08/10/2012 18:26 - Direito e Justiça
Radioagência
Código Penal: relator prevê que mudanças vão repercutir melhor na Câmara que no Senado
As mudanças no Código Penal em análise na Câmara dos Deputados não devem provocar a mesma repercussão negativa que à proposta em tramitação no Senado. A opinião é do deputado Alessandro Molon, do PT do Rio de Janeiro, relator da Subcomissão Especial de Crimes e Penas da Comissão de Constituição e Justiça.
O texto, que modifica o Código Penal, aumenta a punição para os crimes cometidos contra a vida, a administração pública e o meio ambiente. Por outro lado, reduz a punição daqueles crimes patrimoniais cometidos sem violência física, como furto simples, por exemplo. Já o texto do Senado, embora elaborado por uma comissão de juristas a pedido da própria casa legislativa, foi criticado por 19 instituições jurídicas, entre elas a OAB e o Ministério Público de São Paulo. Alessandro Molon disse que a proposta relatada por ele tem recebido manifestações favoráveis por se tratar de um projeto enxuto, despretencioso, mas que pode trazer benefícios importantes para garantir justiça no Brasil.

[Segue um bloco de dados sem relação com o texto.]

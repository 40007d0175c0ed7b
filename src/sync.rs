//! Keeps the layer tree, the RT case and the visible slices in step.

use crate::overlay::{resolve, LayerKind, SliceView};
use crate::rt::{RtCase, RtElement, RtElementId};
use crate::selection::{
    selected_iso_doses, selected_structures, Branch, NodeId, SelectionTree, TreeCheckEvent,
};
use std::cell::Cell;
use std::rc::Rc;

#[derive(Debug, Clone, Copy, PartialEq, Eq)]
pub enum SyncState {
    NoCase,
    /// `active` once the case inventories have been materialized.
    CaseLoaded { active: bool },
}

/// Sole owner of the current RT case and of the selection tree built from it.
#[derive(Debug)]
pub struct RtSync {
    case: Option<RtCase>,
    load_enabled: bool,
    tree: SelectionTree,
    structure_sets: Vec<RtElementId>,
    plans: Vec<RtElementId>,
    selected_structure_set: Option<RtElementId>,
    selected_plan: Option<RtElementId>,
    /// Raised by the tree's check listener, consumed by `toggle`.
    overlay_stale: Rc<Cell<bool>>,
}

impl Default for RtSync {
    fn default() -> Self {
        let overlay_stale = Rc::new(Cell::new(false));
        let mut tree = SelectionTree::new();
        let stale = Rc::clone(&overlay_stale);
        tree.on_check(move |event| {
            if affects_overlay(event) {
                stale.set(true);
            }
        });

        Self {
            case: None,
            load_enabled: false,
            tree,
            structure_sets: Vec::new(),
            plans: Vec::new(),
            selected_structure_set: None,
            selected_plan: None,
            overlay_stale,
        }
    }
}

impl RtSync {
    pub fn state(&self) -> SyncState {
        match &self.case {
            None => SyncState::NoCase,
            Some(case) => SyncState::CaseLoaded {
                active: case.is_loaded(),
            },
        }
    }

    pub fn tree(&self) -> &SelectionTree {
        &self.tree
    }

    pub fn load_enabled(&self) -> bool {
        self.load_enabled
    }

    pub fn structure_sets(&self) -> &[RtElementId] {
        &self.structure_sets
    }

    pub fn plans(&self) -> &[RtElementId] {
        &self.plans
    }

    pub fn selected_structure_set(&self) -> Option<&RtElementId> {
        self.selected_structure_set.as_ref()
    }

    pub fn selected_plan(&self) -> Option<&RtElementId> {
        self.selected_plan.as_ref()
    }

    /// Called when the active image changes, with the RT objects related to it.
    ///
    /// A different element set replaces the case wholesale (unloaded again);
    /// the same set keeps the case and only re-resolves `views`.
    pub fn activate_image(&mut self, related: Vec<RtElement>, views: &mut [SliceView]) {
        let unchanged = self
            .case
            .as_ref()
            .is_some_and(|case| case.has_elements(&related));

        if !unchanged {
            self.reset();
            for view in views.iter_mut() {
                clear_rt_graphics(view);
            }
            if !related.is_empty() {
                log::info!("RT case created from {} related element(s)", related.len());
                self.case = Some(RtCase::new(related));
                self.load_enabled = true;
            }
        }

        for view in views.iter_mut() {
            self.update_canvas(view);
        }
    }

    /// Materializes the case and shows its first structure set and plan.
    ///
    /// Returns `false` when there is nothing to load.
    pub fn load(&mut self, views: &mut [SliceView]) -> bool {
        if !self.load_enabled {
            return false;
        }
        let Some(case) = self.case.as_mut() else {
            return false;
        };
        case.reload();
        self.load_enabled = false;

        for view in views.iter_mut() {
            self.update_canvas(view);
        }
        true
    }

    /// Reconciles selectors with the case inventory, then resolves `view`.
    pub fn update_canvas(&mut self, view: &mut SliceView) {
        let Some(case) = self.case.as_ref() else {
            self.reset();
            return;
        };

        self.structure_sets = case.structure_set_ids();
        self.plans = case.plan_ids();
        let first_structure_set = case.first_structure_set_id().cloned();
        let first_plan = case.first_plan_id().cloned();

        let structure_set_valid = self
            .selected_structure_set
            .as_ref()
            .is_some_and(|id| self.structure_sets.contains(id));
        if !structure_set_valid {
            self.selected_structure_set = first_structure_set;
            self.rebuild_branch(Branch::Structures);
        }

        let plan_valid = self
            .selected_plan
            .as_ref()
            .is_some_and(|id| self.plans.contains(id));
        if !plan_valid || self.tree.leaf_count(Branch::IsoDoses) == 0 {
            self.selected_plan = first_plan;
            self.rebuild_branch(Branch::IsoDoses);
        }

        self.resolve_view(view);
    }

    pub fn select_structure_set(&mut self, id: RtElementId, views: &mut [SliceView]) {
        if !self.structure_sets.contains(&id) || self.selected_structure_set.as_ref() == Some(&id) {
            return;
        }
        self.selected_structure_set = Some(id);
        self.rebuild_branch(Branch::Structures);
        self.resolve_all(views);
    }

    pub fn select_plan(&mut self, id: RtElementId, views: &mut [SliceView]) {
        if !self.plans.contains(&id) || self.selected_plan.as_ref() == Some(&id) {
            return;
        }
        self.selected_plan = Some(id);
        self.rebuild_branch(Branch::IsoDoses);
        self.resolve_all(views);
    }

    /// User check/uncheck of a tree node.
    pub fn toggle(&mut self, node: NodeId, checked: bool, views: &mut [SliceView]) {
        self.tree.toggle(node, checked);
        if self.overlay_stale.replace(false) && self.case.is_some() {
            self.resolve_all(views);
        }
    }

    fn rebuild_branch(&mut self, branch: Branch) {
        let Some(case) = self.case.as_ref() else {
            return;
        };
        match branch {
            Branch::Structures => {
                let Some(id) = self.selected_structure_set.as_ref() else {
                    return;
                };
                let layers = case.structure_set(id).unwrap_or_default();
                self.tree.rebuild(Some(&layers), None);
            }
            Branch::IsoDoses => {
                let Some(id) = self.selected_plan.as_ref() else {
                    return;
                };
                match case.plan(id).and_then(|plan| plan.first_dose()) {
                    Some(dose) => self.tree.rebuild(None, Some(&dose.iso_dose_layers())),
                    None => self.tree.disable(Branch::IsoDoses),
                }
            }
        }
    }

    fn resolve_all(&self, views: &mut [SliceView]) {
        for view in views.iter_mut() {
            self.resolve_view(view);
        }
    }

    fn resolve_view(&self, view: &mut SliceView) {
        resolve(
            self.case.as_ref(),
            &selected_structures(&self.tree),
            &selected_iso_doses(&self.tree),
            view,
        );
    }

    fn reset(&mut self) {
        self.case = None;
        self.load_enabled = false;
        self.tree.clear();
        self.structure_sets.clear();
        self.plans.clear();
        self.selected_structure_set = None;
        self.selected_plan = None;
    }
}

fn affects_overlay(event: &TreeCheckEvent) -> bool {
    matches!(event.node, NodeId::Branch(_)) || matches!(event.parent, Some(NodeId::Branch(_)))
}

fn clear_rt_graphics(view: &mut SliceView) {
    let removed = view
        .image_mut()
        .and_then(|image| image.overlay.as_mut())
        .map_or(0, |model| model.delete_by_layer_kind(LayerKind::DicomRt));
    if removed > 0 {
        view.repaint();
    }
}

"Eu acredito que essa repercussão que houve em relação ao projeto do Senado é, de um lado, porque o processo de construção da nossa proposta demorou um ano, com a participação direta da sociedade civil organizada e dos representantes das mais diversas categorias que trabalham com direito penal, e, por outro lado, também porque o alcance do projeto é bem menor. O projeto não é um projeto de um novo Código Penal, mas são adequações que nós estamos propondo para tornar o Código Penal brasileiro mais justo."
As 19 instituições jurídicas pediram, em manifesto, a suspensão da tramitação da proposta do Senado. Entre as críticas feitas ao texto estão a existência de imprecisões jurídicas, a desproporção de penas, a criação de tipos penais desnecessários e a falta de consulta à comunidade jurídica. Um dos críticos, o jurista Miguel Reale Júnior, reclama da pressa na elaboração da proposta, que levou sete meses, do uso de termos jurídicos impróprios, da ausência de conhecimento técnico e da desproporcionalidade de penas.
"Não foi um trabalho sério, não foi um trabalho meditado, pensado. Foi um trabalho feito às pressas, muitas vezes com decisões trocadas por membros da comissão por e-mail; não houve uma unidade e há uma gritante falta de proporcionalidade na fixação das penas, além de artigos que definem crimes de forma insuficiente."
Na Câmara, a proposta de mudança no Código Penal será discutida em audiência pública nesta quarta-feira, na
Comissão de Constituição e Justiça. A expectativa do relator da proposta, deputado Alessandro Molon, é de que a matéria seja votada no dia 24 de outubro na CCJ, aprovada este ano no Plenário e enviada ao Senado, para que lá seja apensada ao projeto sugerido pela comissão de juristas e ambos tramitem em conjunto.